**WHAT IS BEING ASKED:** Give back the listing underneath, unchanged and complete.

**RECORDS PROVIDED:**
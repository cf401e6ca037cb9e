//! Path utilities and XDG directory discovery

use crate::ConfigError;
use directories::ProjectDirs;
use std::path::{Path, PathBuf};

/// XDG-compliant paths for Tally
pub struct Paths {
    project_dirs: Option<ProjectDirs>,
}

impl Paths {
    /// Create a new Paths instance with XDG discovery
    pub fn new() -> Self {
        Self {
            project_dirs: ProjectDirs::from("com", "Tally", "tally"),
        }
    }

    /// Get user config directory (~/.config/tally/)
    pub fn user_config_dir(&self) -> Result<PathBuf, ConfigError> {
        self.project_dirs
            .as_ref()
            .map(|p| p.config_dir().to_path_buf())
            .ok_or_else(|| {
                ConfigError::XdgError("Failed to determine user config directory".to_string())
            })
    }

    /// Get user config file path (~/.config/tally/config.toml)
    pub fn user_config_file(&self) -> Result<PathBuf, ConfigError> {
        Ok(self.user_config_dir()?.join("config.toml"))
    }

    /// Get project config file path (tally.toml)
    pub fn project_config_file(project_dir: impl AsRef<Path>) -> PathBuf {
        project_dir.as_ref().join("tally.toml")
    }

    /// Get local config file path (tally.local.toml, gitignored)
    pub fn local_config_file(project_dir: impl AsRef<Path>) -> PathBuf {
        project_dir.as_ref().join("tally.local.toml")
    }

    /// Get .tally state directory
    pub fn state_dir(project_dir: impl AsRef<Path>) -> PathBuf {
        project_dir.as_ref().join(".tally")
    }

    /// Check if a project is initialized (has tally.toml)
    pub fn is_initialized(project_dir: impl AsRef<Path>) -> bool {
        Self::project_config_file(project_dir).exists()
    }
}

impl Default for Paths {
    fn default() -> Self {
        Self::new()
    }
}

**SOLUTION FOR THIS EXERCISE:**
repository cf401e6ca037cb9e
//! Path utilities and XDG directory discovery

use crate::ConfigError;
use directories::ProjectDirs;
use std::path::{Path, PathBuf};

/// XDG-compliant paths for Tally
pub struct Paths {
    project_dirs: Option<ProjectDirs>,
}

impl Paths {
    /// Create a new Paths instance with XDG discovery
    pub fn new() -> Self {
        Self {
            project_dirs: ProjectDirs::from("com", "Tally", "tally"),
        }
    }

    /// Get user config directory (~/.config/tally/)
    pub fn user_config_dir(&self) -> Result<PathBuf, ConfigError> {
        self.project_dirs
            .as_ref()
            .map(|p| p.config_dir().to_path_buf())
            .ok_or_else(|| {
                ConfigError::XdgError("Failed to determine user config directory".to_string())
            })
    }

    /// Get user config file path (~/.config/tally/config.toml)
    pub fn user_config_file(&self) -> Result<PathBuf, ConfigError> {
        Ok(self.user_config_dir()?.join("config.toml"))
    }

    /// Get project config file path (tally.toml)
    pub fn project_config_file(project_dir: impl AsRef<Path>) -> PathBuf {
        project_dir.as_ref().join("tally.toml")
    }

    /// Get local config file path (tally.local.toml, gitignored)
    pub fn local_config_file(project_dir: impl AsRef<Path>) -> PathBuf {
        project_dir.as_ref().join("tally.local.toml")
    }

    /// Get .tally state directory
    pub fn state_dir(project_dir: impl AsRef<Path>) -> PathBuf {
        project_dir.as_ref().join(".tally")
    }

    /// Check if a project is initialized (has tally.toml)
    pub fn is_initialized(project_dir: impl AsRef<Path>) -> bool {
        Self::project_config_file(project_dir).exists()
    }
}

impl Default for Paths {
    fn default() -> Self {
        Self::new()
    }
}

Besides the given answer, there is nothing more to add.